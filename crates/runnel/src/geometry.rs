//! Basic geometric value types.

use serde::{Deserialize, Serialize};

/// A point in diagram coordinates.
#[derive(Debug, Clone, Copy, Default, PartialEq, Serialize, Deserialize)]
pub struct Point {
    x: f64,
    y: f64,
}

impl Point {
    pub fn new(x: f64, y: f64) -> Self {
        Self { x, y }
    }

    pub fn x(&self) -> f64 {
        self.x
    }

    pub fn y(&self) -> f64 {
        self.y
    }
}

/// A width/height pair.
#[derive(Debug, Clone, Copy, Default, PartialEq)]
pub struct Size {
    width: f64,
    height: f64,
}

impl Size {
    pub fn new(width: f64, height: f64) -> Self {
        Self { width, height }
    }

    pub fn width(&self) -> f64 {
        self.width
    }

    pub fn height(&self) -> f64 {
        self.height
    }
}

Assignment: Each line above is to be restated exactly.

Task solution:
filename crates/runnel/src/geometry.rs
//! Basic geometric value types.

use serde::{Deserialize, Serialize};

/// A point in diagram coordinates.
#[derive(Debug, Clone, Copy, Default, PartialEq, Serialize, Deserialize)]
pub struct Point {
    x: f64,
    y: f64,
}

impl Point {
    pub fn new(x: f64, y: f64) -> Self {
        Self { x, y }
    }

    pub fn x(&self) -> f64 {
        self.x
    }

    pub fn y(&self) -> f64 {
        self.y
    }
}

/// A width/height pair.
#[derive(Debug, Clone, Copy, Default, PartialEq)]
pub struct Size {
    width: f64,
    height: f64,
}

impl Size {
    pub fn new(width: f64, height: f64) -> Self {
        Self { width, height }
    }

    pub fn width(&self) -> f64 {
        self.width
    }

    pub fn height(&self) -> f64 {
        self.height
    }
}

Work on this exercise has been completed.